_DIRECTIONS FOR THIS TASK_
Provide again, from the entries below, every line from the one containing "let result = async" through the one containing "let mut chunk", exactly as written, and no other line.

_RECORDS FOR THIS TASK_
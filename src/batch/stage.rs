//! The chunk-oriented stage runner.

use std::future::Future;

use futures::FutureExt;
use futures::stream::{self, StreamExt};
use tokio::sync::mpsc;
use tokio_util::sync::CancellationToken;
use tracing::{debug, error, info, warn};

use crate::config::{PipelineConfig, StageKind};
use crate::error::{EngineError, EngineResult};

use super::policy::FaultPolicy;
use super::stats::{FailureRecord, StageExecution, StageStats};
use super::traits::{ItemProcessor, ItemReader, ItemWriter, StageContext};

/// Throughput settings of a stage run.
#[derive(Debug, Clone, Copy, PartialEq, Eq)]
pub struct StageSettings {
    /// Items per commit.
    pub chunk_size: usize,
    /// Items processed concurrently within a chunk.
    pub worker_concurrency: usize,
    /// Capacity of the reader channel.
    pub channel_capacity: usize,
    /// Failures kept in [`StageStats::failures`].
    pub max_reported_failures: usize,
}

impl StageSettings {
    /// Settings of `stage` taken from `config`.
    pub fn from_config(stage: StageKind, config: &PipelineConfig) -> Self {
        Self {
            chunk_size: config.stage(stage).chunk_size.max(1),
            worker_concurrency: config.worker_concurrency.max(1),
            channel_capacity: config.channel_capacity.max(1),
            max_reported_failures: config.max_reported_failures,
        }
    }
}

/// A reader, processor and writer run under a fault policy.
///
/// Items are read on a separate task, grouped into chunks, processed
/// concurrently within a chunk and written one chunk per commit. Retry and
/// skip accounting is applied in item order once a chunk has been
/// processed. Cancellation is checked between chunks.
pub struct Stage<R, P, W> {
    kind: StageKind,
    reader: R,
    processor: P,
    writer: W,
    policy: FaultPolicy,
    settings: StageSettings,
}

struct Attempted<T> {
    attempts: u32,
    result: EngineResult<T>,
}

async fn attempt<T, F, Fut>(policy: &FaultPolicy, mut operation: F) -> Attempted<T>
where
    F: FnMut() -> Fut,
    Fut: Future<Output = EngineResult<T>>,
{
    let mut attempts = 0;
    loop {
        attempts += 1;
        match operation().await {
            Ok(value) => {
                return Attempted {
                    attempts,
                    result: Ok(value),
                };
            }
            Err(e) if policy.should_retry(&e, attempts) => {
                if !policy.backoff.is_zero() {
                    tokio::time::sleep(policy.backoff).await;
                }
            }
            Err(e) => {
                return Attempted {
                    attempts,
                    result: Err(e),
                };
            }
        }
    }
}

impl<R, P, W> Stage<R, P, W>
where
    R: ItemReader,
    P: ItemProcessor<Input = R::Item>,
    W: ItemWriter<Item = P::Output>,
{
    /// Assembles a stage.
    pub fn new(
        kind: StageKind,
        reader: R,
        processor: P,
        writer: W,
        policy: FaultPolicy,
        settings: StageSettings,
    ) -> Self {
        Self {
            kind,
            reader,
            processor,
            writer,
            policy,
            settings,
        }
    }

    /// Runs the stage to completion, failure or cancellation.
    pub async fn run(self, ctx: &StageContext, cancel: &CancellationToken) -> StageExecution {
        let kind = self.kind;
        let mut execution = StageExecution::start(kind);
        info!(
            job_id = %ctx.job_id,
            tenant_id = %ctx.tenant_id,
            stage = %kind,
            chunk_size = self.settings.chunk_size,
            "Stage started"
        );

        let result = self.execute(ctx, cancel, &mut execution.stats).await;
        if let Err(e) = &result {
            if !matches!(e, EngineError::Cancelled) {
                error!(job_id = %ctx.job_id, stage = %kind, error = %e, "Stage failed");
            }
        }
        execution.finish(result);

        let stats = &execution.stats;
        info!(
            job_id = %ctx.job_id,
            stage = %kind,
            status = ?execution.status,
            read = stats.read_count,
            written = stats.write_count,
            skipped = stats.skip_count,
            filtered = stats.filter_count,
            retries = stats.retry_count,
            "Stage finished"
        );
        execution
    }

    async fn execute(
        self,
        ctx: &StageContext,
        cancel: &CancellationToken,
        stats: &mut StageStats,
    ) -> EngineResult<()> {
        let Stage {
            kind,
            mut reader,
            processor,
            writer,
            policy,
            settings,
        } = self;

        reader.open(ctx).await?;

        let (tx, mut rx) = mpsc::channel(settings.channel_capacity);
        let reader_task = tokio::spawn(async move {
            loop {
                match reader.read().await {
                    Ok(Some(item)) => {
                        if tx.send(Ok(item)).await.is_err() {
                            break;
                        }
                    }
                    Ok(None) => break,
                    Err(e) => {
                        let _ = tx.send(Err(e)).await;
                        break;
                    }
                }
            }
        });

        let runner = ChunkRunner {
            kind,
            processor: &processor,
            writer: &writer,
            policy: &policy,
            settings,
        };

        let result = async {
            let mut exhausted = false;
            while !exhausted {
                if cancel.is_cancelled() {
                    info!(job_id = %ctx.job_id, stage = %kind, "Stage cancelled");
                    return Err(EngineError::Cancelled);
                }

                let first_item = stats.read_count + 1;
                let mut chunk = Vec::with_capacity(settings.chunk_size);
                while chunk.len() < settings.chunk_size {
                    match rx.recv().await {
                        Some(Ok(item)) => {
                            stats.read_count += 1;
                            chunk.push(item);
                        }
                        Some(Err(e)) => return Err(e),
                        None => {
                            exhausted = true;
                            break;
                        }
                    }
                }
                if chunk.is_empty() {
                    break;
                }
                runner.run_chunk(&chunk, first_item, stats).await?;
            }
            Ok::<(), EngineError>(())
        }
        .await;

        reader_task.abort();
        result
    }
}

struct ChunkRunner<'a, P, W> {
    kind: StageKind,
    processor: &'a P,
    writer: &'a W,
    policy: &'a FaultPolicy,
    settings: StageSettings,
}

impl<P, W> ChunkRunner<'_, P, W>
where
    P: ItemProcessor,
    W: ItemWriter<Item = P::Output>,
{
    async fn run_chunk(
        &self,
        chunk: &[P::Input],
        first_item: usize,
        stats: &mut StageStats,
    ) -> EngineResult<()> {
        let processor = self.processor;
        let policy = self.policy;
        // Boxed so the chunk future stays `Send` inside `tokio::spawn`.
        let outcomes: Vec<Attempted<Option<P::Output>>> = stream::iter(chunk)
            .map(|item| attempt(policy, move || processor.process(item)))
            .buffered(self.settings.worker_concurrency)
            .collect::<Vec<_>>()
            .boxed()
            .await;

        let mut outputs = Vec::with_capacity(outcomes.len());
        for (offset, outcome) in outcomes.into_iter().enumerate() {
            let item = first_item + offset;
            stats.retry_count += (outcome.attempts - 1) as usize;
            match outcome.result {
                Ok(Some(output)) => outputs.push(output),
                Ok(None) => stats.filter_count += 1,
                Err(e) => self.skip_or_fail(e, Some(item), 1, outcome.attempts, stats)?,
            }
        }

        if outputs.is_empty() {
            debug!(stage = %self.kind, first_item, "Chunk produced nothing to write");
            return Ok(());
        }

        let writer = self.writer;
        let outputs = &outputs;
        let written = attempt(policy, move || writer.write(outputs)).await;
        stats.retry_count += (written.attempts - 1) as usize;
        match written.result {
            Ok(report) => {
                stats.write_count += report.written;
                stats.new_count += report.new;
                stats.existing_count += report.existing;
                stats.commit_count += 1;
                debug!(
                    stage = %self.kind,
                    first_item,
                    written = report.written,
                    new = report.new,
                    existing = report.existing,
                    "Chunk committed"
                );
                Ok(())
            }
            Err(e) => self.skip_or_fail(e, None, outputs.len(), written.attempts, stats),
        }
    }

    fn skip_or_fail(
        &self,
        error: EngineError,
        item: Option<usize>,
        count: usize,
        attempts: u32,
        stats: &mut StageStats,
    ) -> EngineResult<()> {
        let skipped = self.policy.can_skip_many(&error, stats.skip_count, count);
        stats.record_failure(
            FailureRecord {
                item,
                class: error.class(),
                message: error.to_string(),
                attempts,
                skipped,
            },
            self.settings.max_reported_failures,
        );

        if !skipped {
            return Err(error);
        }
        stats.skip_count += count;
        warn!(
            stage = %self.kind,
            item = ?item,
            skipped = count,
            skip_count = stats.skip_count,
            attempts,
            error = %error,
            "Skipping failed items"
        );
        Ok(())
    }
}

_ANSWER TO THIS EXERCISE_
        let result = async {
            let mut exhausted = false;
            while !exhausted {
                if cancel.is_cancelled() {
                    info!(job_id = %ctx.job_id, stage = %kind, "Stage cancelled");
                    return Err(EngineError::Cancelled);
                }

                let first_item = stats.read_count + 1;
                let mut chunk = Vec::with_capacity(settings.chunk_size);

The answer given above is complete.